In Missouri, Medicaid recipients forced to wait, hope

From The News-Leader:

Katie Haverstick, 32, (pictured) has spina bifida, a birth defect that has left her in a wheelchair and prone to bedsores. She can't get out of bed or take a shower by herself.

The state of Missouri considers the Springfield woman disabled enough that she could live in a nursing home. Haverstick has spent about two months waiting for home health care in the apartment complex where she lives because of delays by an Indiana company that Missouri hired to verify she needed the care.

"I need help," said Haverstick, who has relied on her mother and stepfather.

She learned Wednesday that her home health care could start soon, but hundreds of other disabled or elderly Medicaid recipients across the state are still waiting to learn if they qualify for home health care or if their health care can be modified.

The Missouri Alliance for Home Care, an industry group of home health agencies, has asked the state to terminate its contract with the Indiana company, SynCare LLC. The contract, worth up to $5.5 million, calls for the company to screen more than 50,000 Medicaid recipients. It began doing the assessments in May.

Stephanie DeKemper, the CEO of SynCare, said in a letter emailed to the News-Leader today that it was expecting to process only 4,400 cases a month, but health care providers have been sending more cases to them with more than 1,000 calls a day. The state hired SynCare after questions were raised about whether it was a conflict of interest to have the health care providers assess whether someone was eligible for services that the health care providers would financially benefit from.

“Providers used the loophole of requesting changes to jump the line, so to speak,” DeKemper said. “That has resulted in over 1,000 calls a day, and instead of processing the backlog of 4,400 per month to processing all 52,000 backlog/conversion cases. We are receiving requests on participants we have not received from the state.”

Jacqueline Lapine, a spokeswoman for the state Department of Health and Senior Services, said the department "is committed to ensuring that participants receive services in a timely and accurate manner."

"We are aware of the problems SynCare has encountered in these initial months of the contract, and will continue to hold them accountable under the terms of the contract," Lapine said.

Officials at Oxford HealthCare said their company had more than 160 people waiting to hear from SynCare, with waits as long as 104 days. The average wait so far in Greene County for Oxford is 57 days.

Cheryl Fitch, the vice president for Oxford, said the patients are very fragile.

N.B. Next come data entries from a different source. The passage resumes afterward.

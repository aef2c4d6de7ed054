#![forbid(unsafe_code)]

//! Painel demo showcase.
//!
//! Reference screens built on the painel engine, driven by scripted
//! sessions against in-memory collaborators.
//!
//! # Key Components
//!
//! - [`screens`] - Cuisine list, additive item form, registration form
//! - [`memory`] - Queueing data source and recording navigator
//! - [`app`] - One scripted scenario per screen
//! - [`cli`] - Options for the binary

pub mod app;
pub mod cli;
pub mod memory;
pub mod screens;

"The only reason they can stay in their homes is because of what we do for them," Fitch said. "Many times they don't have family to care for them. They're sitting there with no help."

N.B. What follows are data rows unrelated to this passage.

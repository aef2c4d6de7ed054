#![forbid(unsafe_code)]

//! Deferred writes: cell writes that run after the current reaction.
//!
//! Some selection widgets only register their options once the reaction that
//! bulk-loaded a screen has finished. Writing the selected value in the same
//! reaction makes the widget drop it. Instead of sleeping on a timer, the
//! write is queued here and runs when the outermost [`ReactionScope`] exits
//! (or when the host calls [`DeferredWrites::flush`]).
//!
//! [`DeferConfig::ui_registration_delay`] is only a hint for hosts that
//! drive a real event loop and want to flush on a short timer instead. It is
//! a widget-registration accommodation, not a correctness wait.

use std::cell::{Cell, RefCell};
use std::collections::VecDeque;
use std::fmt;
use std::rc::Rc;
use std::time::Duration;

use tracing::debug;

use super::cell::StateCell;

/// Configuration for deferred writes.
#[derive(Debug, Clone)]
pub struct DeferConfig {
    /// Suggested delay before a timer-driven host flushes the queue.
    pub ui_registration_delay: Duration,
}

impl Default for DeferConfig {
    fn default() -> Self {
        Self {
            ui_registration_delay: Duration::from_millis(50),
        }
    }
}

impl DeferConfig {
    /// Set the suggested flush delay.
    #[must_use]
    pub fn ui_registration_delay(mut self, delay: Duration) -> Self {
        self.ui_registration_delay = delay;
        self
    }
}

struct DeferredInner {
    queue: RefCell<VecDeque<Box<dyn FnOnce()>>>,
    depth: Cell<usize>,
    flushed: Cell<u64>,
    config: DeferConfig,
}

/// Queue of writes that wait for the current reaction to complete.
#[derive(Clone)]
pub struct DeferredWrites {
    inner: Rc<DeferredInner>,
}

impl DeferredWrites {
    /// Create an empty queue.
    #[must_use]
    pub fn new(config: DeferConfig) -> Self {
        Self {
            inner: Rc::new(DeferredInner {
                queue: RefCell::new(VecDeque::new()),
                depth: Cell::new(0),
                flushed: Cell::new(0),
                config,
            }),
        }
    }

    /// Queue a write of `value` into `cell`.
    pub fn defer<T: Clone + 'static>(&self, cell: &StateCell<T>, value: T) {
        let cell = cell.clone();
        self.defer_with(move || cell.write(value));
    }

    /// Queue an arbitrary write action.
    pub fn defer_with(&self, write: impl FnOnce() + 'static) {
        self.inner.queue.borrow_mut().push_back(Box::new(write));
    }

    /// Number of queued writes.
    #[must_use]
    pub fn pending(&self) -> usize {
        self.inner.queue.borrow().len()
    }

    /// Whether a reaction scope is currently open.
    #[must_use]
    pub fn in_reaction(&self) -> bool {
        self.inner.depth.get() > 0
    }

    /// Total writes executed by flushes so far.
    #[must_use]
    pub fn flushed_total(&self) -> u64 {
        self.inner.flushed.get()
    }

    /// Configuration.
    #[must_use]
    pub fn config(&self) -> &DeferConfig {
        &self.inner.config
    }

    /// Run every queued write in FIFO order, including writes queued by the
    /// writes themselves. Returns how many ran.
    pub fn flush(&self) -> usize {
        let mut ran = 0;
        loop {
            let next = self.inner.queue.borrow_mut().pop_front();
            let Some(write) = next else {
                break;
            };
            write();
            ran += 1;
        }
        if ran > 0 {
            self.inner.flushed.set(self.inner.flushed.get() + ran as u64);
            debug!(ran, "flushed deferred writes");
        }
        ran
    }

    /// Open a reaction scope. Nested scopes are allowed; only the outermost
    /// one flushes when dropped.
    #[must_use = "dropping the scope immediately flushes deferred writes"]
    pub fn reaction(&self) -> ReactionScope {
        self.inner.depth.set(self.inner.depth.get() + 1);
        ReactionScope {
            writes: self.clone(),
        }
    }
}

impl fmt::Debug for DeferredWrites {
    fn fmt(&self, f: &mut fmt::Formatter<'_>) -> fmt::Result {
        f.debug_struct("DeferredWrites")
            .field("pending", &self.pending())
            .field("depth", &self.inner.depth.get())
            .field("config", &self.inner.config)
            .finish()
    }
}

/// RAII guard for one reaction to an external event.
#[must_use = "dropping the scope immediately flushes deferred writes"]
pub struct ReactionScope {
    writes: DeferredWrites,
}

impl Drop for ReactionScope {
    fn drop(&mut self) {
        let depth = self.writes.inner.depth.get().saturating_sub(1);
        self.writes.inner.depth.set(depth);
        if depth == 0 {
            self.writes.flush();
        }
    }
}

impl fmt::Debug for ReactionScope {
    fn fmt(&self, f: &mut fmt::Formatter<'_>) -> fmt::Result {
        f.debug_struct("ReactionScope")
            .field("depth", &self.writes.inner.depth.get())
            .finish()
    }
}

#[cfg(test)]
mod tests {
    use super::*;
    use crate::reactive::DerivationGraph;

    #[test]
    fn deferred_write_waits_for_scope_exit() {
        let graph = DerivationGraph::new();
        let selected = graph.cell("selected", String::new());

        {
            let _reaction = graph.reaction();
            graph.deferred().defer(&selected, "7".to_string());
            assert_eq!(selected.read(), "");
            assert_eq!(graph.deferred().pending(), 1);
        }

        assert_eq!(selected.read(), "7");
        assert_eq!(graph.deferred().pending(), 0);
    }

    #[test]
    fn nested_scopes_flush_once_at_outermost() {
        let graph = DerivationGraph::new();
        let cell = graph.cell("n", 0);

        let outer = graph.reaction();
        {
            let _inner = graph.reaction();
            graph.deferred().defer(&cell, 1);
        }
        assert_eq!(cell.read(), 0, "inner scope must not flush");
        drop(outer);
        assert_eq!(cell.read(), 1);
        assert_eq!(cell.version(), 1);
    }

    #[test]
    fn writes_outside_scope_wait_for_explicit_flush() {
        let graph = DerivationGraph::new();
        let cell = graph.cell("n", 0);
        graph.deferred().defer(&cell, 5);
        assert_eq!(cell.read(), 0);
        assert_eq!(graph.deferred().flush(), 1);
        assert_eq!(cell.read(), 5);
    }

    #[test]
    fn flush_runs_chained_writes_in_order() {
        let graph = DerivationGraph::new();
        let log = graph.cell("log", Vec::<u8>::new());
        let deferred = graph.deferred().clone();

        let l = log.clone();
        let d = deferred.clone();
        deferred.defer_with(move || {
            l.update(|v| v.push(1));
            let l2 = l.clone();
            d.defer_with(move || l2.update(|v| v.push(3)));
        });
        let l = log.clone();
        deferred.defer_with(move || l.update(|v| v.push(2)));

        assert_eq!(deferred.flush(), 3);
        assert_eq!(log.read(), vec![1, 2, 3]);
        assert_eq!(deferred.flushed_total(), 3);
    }

    #[test]
    fn default_delay_is_short() {
        let config = DeferConfig::default();
        assert_eq!(config.ui_registration_delay, Duration::from_millis(50));
        let tuned = config.ui_registration_delay(Duration::from_millis(10));
        assert_eq!(tuned.ui_registration_delay, Duration::from_millis(10));
    }
}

The contract requires SynCare to complete assessments that need to be done in person in 15 calendar days. The company can be fined if it fails to do this in more than 5 percent of the cases each month.

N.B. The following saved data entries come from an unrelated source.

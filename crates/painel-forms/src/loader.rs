#![forbid(unsafe_code)]

//! Entity loader for edit screens: load by id, populate the form, then sync
//! selection widgets after the reaction.
//!
//! Selection-widget fields (see [`FormProjection::deferred_fields`]) are
//! written through the form graph's deferred queue inside a reaction scope,
//! so the widget has registered its options before the value arrives.
//!
//! Loads are last-write-wins: resolving an older token after a newer `load`
//! changes nothing.

use std::rc::Rc;

use painel_runtime::{FetchCoordinator, FetchToken};
use serde_json::Value;
use tracing::{info, info_span, warn};

use crate::collaborators::{DataSource, Navigator};
use crate::error::{FetchError, FormError};
use crate::form::Form;
use crate::projection::FormProjection;
use crate::submit::Banner;

/// Configuration for [`EntityLoader`].
///
/// Defaults:
/// - fallback_path: "/"
/// - not_found_message: "Record not found."
#[derive(Debug, Clone)]
pub struct LoaderConfig {
    /// Where to navigate when the entity does not exist.
    pub fallback_path: String,
    /// Banner text when the entity does not exist.
    pub not_found_message: String,
}

impl Default for LoaderConfig {
    fn default() -> Self {
        Self {
            fallback_path: "/".to_string(),
            not_found_message: "Record not found.".to_string(),
        }
    }
}

impl LoaderConfig {
    /// Set the fallback path.
    #[must_use]
    pub fn fallback_path(mut self, path: impl Into<String>) -> Self {
        self.fallback_path = path.into();
        self
    }

    /// Set the not-found banner text.
    #[must_use]
    pub fn not_found_message(mut self, message: impl Into<String>) -> Self {
        self.not_found_message = message.into();
        self
    }
}

/// Loads one entity into a form.
pub struct EntityLoader<P> {
    projection: P,
    source: Rc<dyn DataSource>,
    navigator: Rc<dyn Navigator>,
    config: LoaderConfig,
    tokens: FetchCoordinator,
    pending_id: Option<String>,
    loaded_id: Option<String>,
    banner: Option<Banner>,
    last_error: Option<FetchError>,
}

impl<P: FormProjection> EntityLoader<P> {
    /// Create a loader.
    pub fn new(
        projection: P,
        source: Rc<dyn DataSource>,
        navigator: Rc<dyn Navigator>,
        config: LoaderConfig,
    ) -> Self {
        Self {
            projection,
            source,
            navigator,
            config,
            tokens: FetchCoordinator::new("load"),
            pending_id: None,
            loaded_id: None,
            banner: None,
            last_error: None,
        }
    }

    /// Request entity `id`. Supersedes any load still in flight.
    pub fn load(&mut self, id: &str) -> FetchToken {
        let _span = info_span!("painel.load", id).entered();
        let token = self.tokens.start();
        self.pending_id = Some(id.to_string());
        self.source.get(id, token);
        token
    }

    /// Deliver the result of `load`. Returns `Ok(false)` for stale tokens.
    ///
    /// Fails only when the projection names a field or list the form does not
    /// declare.
    pub fn resolve(
        &mut self,
        token: FetchToken,
        result: Result<Value, FetchError>,
        form: &Form,
    ) -> Result<bool, FormError> {
        let _span = info_span!("painel.load", %token).entered();
        if !self.tokens.try_apply(token, result.is_ok()) {
            return Ok(false);
        }
        let id = self.pending_id.take();

        match result {
            Ok(entity) => {
                self.populate(form, &entity)?;
                info!(id = ?id, "entity loaded");
                self.loaded_id = id;
                self.banner = None;
                self.last_error = None;
            }
            Err(err) if err.is_not_found() => {
                warn!(id = ?id, fallback = %self.config.fallback_path, "entity not found");
                self.banner = Some(Banner::error(self.config.not_found_message.clone()));
                self.navigator.go_to(&self.config.fallback_path);
                self.last_error = Some(err);
            }
            Err(err) => {
                warn!(id = ?id, error = %err, "entity load failed");
                self.banner = Some(Banner::error(err.user_message()));
                self.last_error = Some(err);
            }
        }
        Ok(true)
    }

    fn populate(&self, form: &Form, entity: &Value) -> Result<(), FormError> {
        let deferred = self.projection.deferred_fields();
        let _reaction = form.graph().reaction();

        for (name, value) in self.projection.to_fields(entity) {
            if deferred.contains(&name) {
                form.value_cell(&name)?;
                let handle = form.clone();
                form.graph().deferred().defer_with(move || {
                    if let Err(err) = handle.load_value(&name, value) {
                        warn!(error = %err, "deferred field write failed");
                    }
                });
            } else {
                form.load_value(&name, value)?;
            }
        }
        for (list, items) in self.projection.to_lists(entity) {
            form.set_items(&list, items)?;
        }
        form.reset_tracking();
        Ok(())
    }

    /// Whether a load is outstanding.
    #[must_use]
    pub fn is_loading(&self) -> bool {
        self.pending_id.is_some()
    }

    /// Id of the last entity loaded successfully.
    #[must_use]
    pub fn loaded_id(&self) -> Option<&str> {
        self.loaded_id.as_deref()
    }

    /// Banner from the last resolution.
    #[must_use]
    pub fn banner(&self) -> Option<&Banner> {
        self.banner.as_ref()
    }

    /// Error of the last failed load.
    #[must_use]
    pub fn last_error(&self) -> Option<&FetchError> {
        self.last_error.as_ref()
    }
}

#[cfg(test)]
mod tests {
    use super::*;
    use crate::collaborators::ListParams;
    use crate::projection::{Coercion, JsonProjection};
    use crate::rules::RuleSet;
    use crate::value::FieldValue;
    use painel_runtime::DerivationGraph;
    use serde_json::json;
    use std::cell::RefCell;

    #[derive(Default)]
    struct Source {
        gets: RefCell<Vec<(String, FetchToken)>>,
    }

    impl DataSource for Source {
        fn list(&self, _: &ListParams, _: FetchToken) {}
        fn get(&self, id: &str, token: FetchToken) {
            self.gets.borrow_mut().push((id.to_string(), token));
        }
        fn create(&self, _: &Value, _: FetchToken) {}
        fn update(&self, _: &str, _: &Value, _: FetchToken) {}
    }

    #[derive(Default)]
    struct Nav {
        paths: RefCell<Vec<String>>,
    }

    impl Navigator for Nav {
        fn go_to(&self, path: &str) {
            self.paths.borrow_mut().push(path.to_string());
        }
    }

    fn setup() -> (EntityLoader<JsonProjection>, Form, Rc<Source>, Rc<Nav>) {
        let graph = DerivationGraph::new();
        let form = Form::new(
            &graph,
            RuleSet::new().field("nome", []).field("categoria", []),
        )
        .unwrap();
        let projection = JsonProjection::new()
            .field("nome", Coercion::Text)
            .select("categoria", "id_categoria");
        let source = Rc::new(Source::default());
        let nav = Rc::new(Nav::default());
        let loader = EntityLoader::new(
            projection,
            Rc::clone(&source) as Rc<dyn DataSource>,
            Rc::clone(&nav) as Rc<dyn Navigator>,
            LoaderConfig::default().fallback_path("/adicionais"),
        );
        (loader, form, source, nav)
    }

    #[test]
    fn populates_and_stays_pristine() {
        let (mut loader, form, source, _) = setup();
        let token = loader.load("3");
        assert_eq!(source.gets.borrow()[0], ("3".to_string(), token));
        assert!(loader.is_loading());

        let entity = json!({"nome": "Bacon", "id_categoria": 7});
        assert_eq!(loader.resolve(token, Ok(entity), &form), Ok(true));

        assert_eq!(form.get("nome").unwrap(), FieldValue::text("Bacon"));
        assert_eq!(form.get("categoria").unwrap(), FieldValue::text("7"));
        assert!(form.is_pristine());
        assert_eq!(loader.loaded_id(), Some("3"));
        assert!(!loader.is_loading());
    }

    #[test]
    fn select_written_after_reaction() {
        let (mut loader, form, _, _) = setup();
        let token = loader.load("3");
        let outer = form.graph().reaction();
        loader
            .resolve(token, Ok(json!({"nome": "Bacon", "id_categoria": 7})), &form)
            .unwrap();
        assert_eq!(form.get("nome").unwrap(), FieldValue::text("Bacon"));
        assert_eq!(form.get("categoria").unwrap(), FieldValue::Empty);
        drop(outer);
        assert_eq!(form.get("categoria").unwrap(), FieldValue::text("7"));
    }

    #[test]
    fn not_found_navigates_away() {
        let (mut loader, form, _, nav) = setup();
        let token = loader.load("404");
        loader
            .resolve(token, Err(FetchError::not_found("404")), &form)
            .unwrap();
        assert_eq!(*nav.paths.borrow(), vec!["/adicionais".to_string()]);
        assert_eq!(loader.banner(), Some(&Banner::error("Record not found.")));
    }

    #[test]
    fn transport_error_only_banners() {
        let (mut loader, form, _, nav) = setup();
        let token = loader.load("1");
        loader
            .resolve(token, Err(FetchError::transport("offline")), &form)
            .unwrap();
        assert!(nav.paths.borrow().is_empty());
        assert!(loader.banner().unwrap().is_error());
    }

    #[test]
    fn stale_load_is_discarded() {
        let (mut loader, form, _, _) = setup();
        let first = loader.load("1");
        let second = loader.load("2");
        loader
            .resolve(second, Ok(json!({"nome": "Dois"})), &form)
            .unwrap();
        assert_eq!(
            loader.resolve(first, Ok(json!({"nome": "Um"})), &form),
            Ok(false)
        );
        assert_eq!(form.get("nome").unwrap(), FieldValue::text("Dois"));
        assert_eq!(loader.loaded_id(), Some("2"));
    }
}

The state has been corresponding with the company trying to address issues.
On Aug. 15, Celesta Hartgraves, the director of the Division of Senior and Disability Services, said in a letter to the CEO of SynCare, Stephanie DeKemper, that the state will be reviewing the company's billing at the end of September to see if SynCare is doing its assessments on time.

"If not, we will be assessing liquidated damages as stated in the contract," Hartgraves wrote.

The company laid off 29 employees earlier this month, the St. Louis Post-Dispatch reported.

On Tuesday, Hartgraves wrote DeKemper that the contract requires it to have at least 130 full-time staff doing assessments, but a staff listing provided to the state shows only 119 employees. Hartgraves asked for a written plan to be submitted Wednesday to comply with the staffing requirements.

DeKemper said that SynCare has added 40 employees to its call center to reduce wait times and recalled half the employees who were laid off. She said SynCare has processed 10,193 reassessments.

“We are getting to people as fast as we can under the circumstances,” DeKemper said. “Many of the participants being reported as experiencing adverse affects were waiting for services for a very long time and some participants have been waiting for up to five years for review of their care plan.”

Dru Sears, 70, of rural Springfield, asked SynCare in June about increasing the number of hours a home health aide helps care for her mother, who is 95 and has Alzheimer's. An aide currently provides 21/2 to 3 hours of help five days a week. She hasn't heard back from the company.

Sears' husband, who may also have dementia, has been in a nursing home but is coming home today. Sears uses the time the aide is at the house to do errands like going to the grocery store or the doctor.

"Every day I wake up and go to bed praying, 'God, you need to keep me healthy. I have people counting on me,' " Sears said.